Dr. Reynolds exposes to us that high intelligence doesn’t preclude someone from accepting the political and social power of slavery, even while others may believe in false tropes of their slave captives as lacking intelligence, language or being animals. Simply, Dr. Reynolds is an opportunist even if he has more heart. His delivery of Kizzy packs an emotional weight that emphasizes the horror of him later selling her off.
The slave handlers similarly have far more nuance. They provide the beliefs or rationalizations of the slaves they are managing as sub-human.
In the remake, Kunta simply comes off as rebellious. He’s rebellious with his Mandinka leaders. He’s rebellious with the slave traders. He’s rebellious with Fiddler, and he’s even rebellious with Belle. His insufferability in this portrayal does not give us a reason for his surrounding characters to give him sympathy. It feels like a forced plot as a result.
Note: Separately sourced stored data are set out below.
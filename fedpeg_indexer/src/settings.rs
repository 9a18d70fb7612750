use std::{path::PathBuf, time::Duration};

use fedpeg_common::rpc::RpcServer;
use fedpeg_types::network::Network;
use serde::Deserialize;

use crate::federation::FederationAddresses;

/// Whole seconds, as written in config files
#[derive(Debug, Copy, Clone, PartialEq, Eq, Deserialize)]
#[serde(transparent)]
pub struct Seconds(u32);

impl Seconds {
    pub const fn new(value: u32) -> Self {
        Seconds(value)
    }

    pub fn duration(self) -> Duration {
        Duration::from_secs(self.0.into())
    }
}

#[derive(Debug, Deserialize)]
pub struct Settings {
    pub network: Network,
    pub work_dir: PathBuf,

    pub sidechain_rpc: RpcServer,
    pub parent_rpc: RpcServer,

    /// First sidechain block to index on an empty database
    #[serde(default)]
    pub sidechain_start_height: u32,
    /// Defaults to the network preset
    pub federation_change_addresses: Option<Vec<String>>,

    #[serde(default = "default_ledger_interval")]
    pub ledger_interval: Seconds,
    #[serde(default = "default_audit_interval")]
    pub audit_interval: Seconds,
    #[serde(default = "default_db_busy_timeout")]
    pub db_busy_timeout: Seconds,
}

fn default_ledger_interval() -> Seconds {
    Seconds::new(10)
}

fn default_audit_interval() -> Seconds {
    Seconds::new(30)
}

fn default_db_busy_timeout() -> Seconds {
    Seconds::new(60)
}

impl Settings {
    /// Reads the config file, `APP_` environment variables take precedence
    pub fn load(path: &str) -> Result<Settings, config::ConfigError> {
        let mut conf = config::Config::new();
        conf.merge(config::File::with_name(path))?;
        conf.merge(config::Environment::with_prefix("app").separator("_"))?;
        conf.try_into()
    }

    /// Change addresses checked against the parent network
    pub fn change_addresses(&self) -> Result<FederationAddresses, anyhow::Error> {
        let network = self.network.d();
        match &self.federation_change_addresses {
            Some(addresses) => FederationAddresses::parse(
                addresses.iter().map(String::as_str),
                network.bitcoin_network,
            ),
            None => FederationAddresses::parse(
                network.federation_change_addresses.iter().copied(),
                network.bitcoin_network,
            ),
        }
    }
}
#[derive(Debug, thiserror::Error)]
pub enum Error {
    #[error("RPC request failed: {0}")]
    Rpc(#[from] anyhow::Error),
    #[error("database error: {0}")]
    Db(#[from] sqlx::Error),
    #[error("database migration failed: {0}")]
    Migrate(#[from] sqlx::migrate::MigrateError),
    #[error("parent transaction {txid} has no output {vout}")]
    MissingPrevout { txid: bitcoin::Txid, vout: u32 },
    #[error("peg-in parent transaction {0} is not confirmed")]
    UnconfirmedPegIn(bitcoin::Txid),
    #[error("amount out of range: {0}")]
    AmountOverflow(bitcoin::Amount),
    #[error("negative amount stored for {0}: {1}")]
    NegativeAmount(&'static str, i64),
    #[error("invalid timestamp: {0}")]
    InvalidTimestamp(i64),
}
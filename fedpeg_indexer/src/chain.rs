use std::future::Future;

use anyhow::anyhow;
use fedpeg_common::rpc::{
    get_block::{
        Block, BlockInfo, GetParentBlockCall, GetParentBlockInfoCall,
        GetSidechainBlockCall, ParentTx, SidechainTx,
    },
    get_block_hash::GetBlockHashCall,
    get_blockchain_info::{BlockchainInfo, GetBlockchainInfoCall},
    get_chain_tips::{active_tip_height, GetChainTipsCall},
    get_raw_transaction::GetRawTransactionCall,
    get_tx_out::{GetTxOutCall, GetTxOutCallResp},
    make_rpc_call, RpcServer,
};

/// Read-only view of the parent (Bitcoin) node
pub trait ParentChain: Send + Sync {
    fn chain_tip_height(&self) -> impl Future<Output = Result<u32, anyhow::Error>> + Send;

    fn blockchain_info(&self)
        -> impl Future<Output = Result<BlockchainInfo, anyhow::Error>> + Send;

    fn block_hash(
        &self,
        height: u32,
    ) -> impl Future<Output = Result<bitcoin::BlockHash, anyhow::Error>> + Send;

    fn block(
        &self,
        hash: bitcoin::BlockHash,
    ) -> impl Future<Output = Result<Block<ParentTx>, anyhow::Error>> + Send;

    fn block_info(
        &self,
        hash: bitcoin::BlockHash,
    ) -> impl Future<Output = Result<BlockInfo, anyhow::Error>> + Send;

    fn raw_transaction(
        &self,
        txid: bitcoin::Txid,
    ) -> impl Future<Output = Result<ParentTx, anyhow::Error>> + Send;

    /// Confirmed UTXO set lookup, mempool spends are ignored
    fn tx_out(
        &self,
        outpoint: bitcoin::OutPoint,
    ) -> impl Future<Output = Result<GetTxOutCallResp, anyhow::Error>> + Send;
}

/// Read-only view of the sidechain (Elements) node
pub trait Sidechain: Send + Sync {
    fn chain_tip_height(&self) -> impl Future<Output = Result<u32, anyhow::Error>> + Send;

    fn block_hash(
        &self,
        height: u32,
    ) -> impl Future<Output = Result<elements::BlockHash, anyhow::Error>> + Send;

    fn block(
        &self,
        hash: elements::BlockHash,
    ) -> impl Future<Output = Result<Block<SidechainTx>, anyhow::Error>> + Send;
}

async fn tip_height(rpc_server: &RpcServer) -> Result<u32, anyhow::Error> {
    let tips = make_rpc_call(rpc_server, GetChainTipsCall).await?;
    active_tip_height(&tips).ok_or_else(|| anyhow!("getchaintips returned no tips"))
}

impl ParentChain for RpcServer {
    async fn chain_tip_height(&self) -> Result<u32, anyhow::Error> {
        tip_height(self).await
    }

    async fn blockchain_info(&self) -> Result<BlockchainInfo, anyhow::Error> {
        make_rpc_call(self, GetBlockchainInfoCall).await
    }

    async fn block_hash(&self, height: u32) -> Result<bitcoin::BlockHash, anyhow::Error> {
        make_rpc_call(self, GetBlockHashCall::new(height)).await
    }

    async fn block(&self, hash: bitcoin::BlockHash) -> Result<Block<ParentTx>, anyhow::Error> {
        make_rpc_call(self, GetParentBlockCall::full(hash)).await
    }

    async fn block_info(&self, hash: bitcoin::BlockHash) -> Result<BlockInfo, anyhow::Error> {
        make_rpc_call(self, GetParentBlockInfoCall::info(hash)).await
    }

    async fn raw_transaction(&self, txid: bitcoin::Txid) -> Result<ParentTx, anyhow::Error> {
        make_rpc_call(self, GetRawTransactionCall { txid }).await
    }

    async fn tx_out(&self, outpoint: bitcoin::OutPoint) -> Result<GetTxOutCallResp, anyhow::Error> {
        make_rpc_call(
            self,
            GetTxOutCall {
                txid: outpoint.txid,
                n: outpoint.vout,
                include_mempool: false,
            },
        )
        .await
    }
}

impl Sidechain for RpcServer {
    async fn chain_tip_height(&self) -> Result<u32, anyhow::Error> {
        tip_height(self).await
    }

    async fn block_hash(&self, height: u32) -> Result<elements::BlockHash, anyhow::Error> {
        make_rpc_call(self, GetBlockHashCall::new(height)).await
    }

    async fn block(&self, hash: elements::BlockHash) -> Result<Block<SidechainTx>, anyhow::Error> {
        make_rpc_call(self, GetSidechainBlockCall::full(hash)).await
    }
}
Fiddler is also far more rebellious, and it doesn’t stand to reason of why he would be given any better treatment than any other field slave. We just have to assume that he gets better treatment due to his musical skills alone which feels inauthentic. They give Fiddler a more heroic end, but at the same time the fight scene made little sense - how could 1 much older slave dispatch 4 men of equal or larger stature? There’s no payoff from his demise. Kunta hardly reflects on the emotional loss of his only friend for more than a decade to simply expressing his anger at his situation. In the original, Fiddler’s end carried a much more emotional weight in how the older Kunta was saddened purely due to loss of his decades old friend.
The slave ship sequence totally loses key points in its portrayal: no discussion of how or why the slaves are kept the way they are, no reason to explain why they are told to dance, no focus on the fact that the slaves were kept for weeks on end without the ability to properly relieve their bowels normally, no motivations of any of the white characters reasoning or justifications or emotional understandings of the situation. It just a chaotic sequence of things happening, with no moments to linger and reflect, and the white characters looking like evil comic strip characters.
Dr. Reynolds, Mr. Reynolds, the handlers, and majority of other white characters are shown with only characterizations of inhumanity and selfishness.
Finally, the iconic torture scene of Kunta falls flat. We see him yielding, but we get none of the wave of emotions from his fellow captives - none of the hope followed by the loss of hope.
I do appreciate more accuracy in the dressing of the Mandinka tribe, the element of adding the mounted mastery which makes their portrayal and that of Kunta more powerful, vs a generic bushman in the original. But these don’t impact the story and narrative much. The remake even lacks more of the parent’s emotions and scenes. We don’t even get to sympathize with them or their loss. They only appear like ghosts in a dream to Kunta later.
The modern cinematography is also quite distracting at times vs the more clear and clean vistas and stable footage style of the past.